Figura 1. Mapeamento das tipologias literárias que os acadêmicos do curso de licenciatura em Educação Física recrutam em empréstimos na biblioteca da instituição

    Os resultados demonstram claramente a predominância das leituras ocupacionais, ou seja, leitura feita por necessidade de trabalho, ou de natureza obrigatória, em detrimento das outras tipologias (ambiental, informativa, recreativa e ritualística). Tal “cenário” corrobora nossa hipótese de que a amplitude e a complexidade que englobam os processos de formação leitora, somadas à ausência de estudos sobre a temática e aos baixos investimentos no desenvolvimento de pesquisa, nos permitem observar os seguintes obstáculos: sociais, culturais e econômicos. Fatores que conjuntamente dificultam a aquisição da competência leitora em nosso país e tornam deficiente a escolarização recebida pelos acadêmicos. E esses não são elementos de fácil transposição.
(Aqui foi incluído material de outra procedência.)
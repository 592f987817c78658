/// GlDevice - OpenGL / OpenGL ES implementation of the Device trait

use std::sync::Arc;
use glow::HasContext;
use prism_shader::prism::{Backend, Config, Device, Program, RenderPass, Result};
use prism_shader::prism::backend::ProgramDesc;
use prism_shader::{prism_bail, prism_info};

use crate::gl_program::GlProgram;

/// Flavour of the GL context
#[derive(Debug, Clone, Copy, PartialEq, Eq, Hash)]
pub enum GlVariant {
    /// Desktop OpenGL 3.3 core or later: vertex array objects, program point size
    Desktop,
    /// OpenGL ES 2/3 or WebGL: no VAO, no double precision
    Es,
}

/// OpenGL device
///
/// Wraps a glow context that is current on the calling thread for the
/// lifetime of the device and of every shader it creates.
///
/// # Example
///
/// ```no_run
/// use std::sync::Arc;
/// use prism_shader::prism::{Config, Shader, BlendMode, RenderPass};
/// use prism_shader_backend_gl::{GlDevice, GlVariant, GlRenderPass};
///
/// # fn demo(gl: glow::Context) -> prism_shader::prism::Result<()> {
/// let device = GlDevice::new(Arc::new(gl), GlVariant::Desktop, Config::default())?;
/// let pass: Arc<dyn RenderPass> = Arc::new(GlRenderPass::screen());
/// let shader = Shader::new(&device, pass, "quad", "/* vs */", "/* fs */", BlendMode::None)?;
/// # Ok(())
/// # }
/// ```
pub struct GlDevice {
    gl: Arc<glow::Context>,
    variant: GlVariant,
    config: Config,
}

impl GlDevice {
    /// Create a device over an existing context
    ///
    /// # Errors
    ///
    /// `Error::InitializationFailed` when the context flavour does not match `variant`.
    pub fn new(gl: Arc<glow::Context>, variant: GlVariant, config: Config) -> Result<Self> {
        let version = gl.version();
        if variant == GlVariant::Desktop && version.is_embedded {
            prism_bail!("prism::gl", InitializationFailed,
                "desktop GL requested but the context is OpenGL ES {}.{}", version.major, version.minor);
        }
        if variant == GlVariant::Desktop && (version.major, version.minor) < (3, 3) {
            prism_bail!("prism::gl", InitializationFailed,
                "OpenGL 3.3 or later required, context is {}.{}", version.major, version.minor);
        }

        prism_info!("prism::gl", "[{}] {} device on GL {}.{} ({})",
            config.label,
            if variant == GlVariant::Desktop { "OpenGL" } else { "OpenGL ES" },
            version.major, version.minor, version.vendor_info);

        Ok(Self { gl, variant, config })
    }

    pub fn variant(&self) -> GlVariant {
        self.variant
    }

    /// Shared glow context
    pub fn context(&self) -> &Arc<glow::Context> {
        &self.gl
    }
}

impl Device for GlDevice {
    fn backend(&self) -> Backend {
        match self.variant {
            GlVariant::Desktop => Backend::OpenGl,
            GlVariant::Es => Backend::Gles,
        }
    }

    fn config(&self) -> &Config {
        &self.config
    }

    fn create_program(
        &self,
        render_pass: &Arc<dyn RenderPass>,
        desc: &ProgramDesc<'_>,
    ) -> Result<Box<dyn Program>> {
        let program = GlProgram::new(self.gl.clone(), self.variant, render_pass.clone(), desc, &self.config)?;
        Ok(Box::new(program))
    }
}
É observável que os discentes não conseguem estabelecer uma ruptura sobre tais dificuldades, afim de que possam expandir sua formação cultural literária, ou seja, seu capital cultural; para que ele, o capital cultural, possa colaborar com a transformação pessoal e, por conseguinte profissional.

    E se considerarmos ainda, que a leitura é determinada contextualmente e culturalmente, ou seja, para cada situação e contexto, novas práticas de letramento são utilizadas. As leituras de classificação ocupacionais, ou seja, as vinculadas às obrigatoriedades disciplinares correm o risco de serem ininteligível aos acadêmicos, uma vez que, apresentam grande carga conceitual, necessitando de uma retextualização por parte dos professores universitários.

    Cabe ressaltar ainda, que o tema leitura é uma área com muitas possibilidades de pesquisa, como apontam Kardash e Howell (2000), envolvendo um complexo jogo entre o leitor e as características do texto. Para entender essa complexidade é necessário levar em consideração as muitas características do leitor, o conhecimento anterior que influência a compreensão geral do texto, o objetivo da leitura e o propósito e nível de motivação do leitor. Estamos certos em afirmar que os limites do presente estudo não nos permitiriam abranger todas essas dimensões. Isso talvez explique porque pesquisar o desejo e a compreensão em leitura seja desafiador para os interessados pela área, devendo-se lamentar apenas que por envolver questões muito complexas, não seja possível abarcar todas as variáveis que certamente estão relacionadas a essa habilidade.

    Não obstante, procuramos também cotejar além das tipologias literárias (Figura 1), buscando conhecer também qual a freqüência cronológica com que os acadêmicos do curso de licenciatura em Educação Física recrutam os empréstimos na biblioteca da instituição. Objetivamos, dessa forma, saber se os períodos mais solicitados incidem com períodos das avaliações regimentais da instituição, reforçando a predominância das leituras de natureza ocupacionais, em período de demandas reservadas às obrigações disciplinares, como se observa no quadro a seguir:

    Com intuito de melhorar o entendimento dos resultados, apresentamos a seguir, um o gráfico que possibilita uma melhor compreensão dos dados:

Figura 2. Freqüência cronológica com que os acadêmicos recrutam os empréstimos na biblioteca da instituição

    Mais uma vez os resultados apontam para lógica da obrigatoriedade leitora, ou seja, boa parte dos recrutamentos de empréstimos dos livros incide com o período de avaliação regimental institucional (final de bimestre), embora as disciplinas estejam organizadas num calendário semestral, a instituição estabelece avaliações regimentais dentro de bimestres (Abril, Junho, Setembro e Novembro). Apesar de Outubro apresentar mais solicitações do que Novembro se deva pelo fato da ocorrência do evento cientifico da instituição acontecer neste período.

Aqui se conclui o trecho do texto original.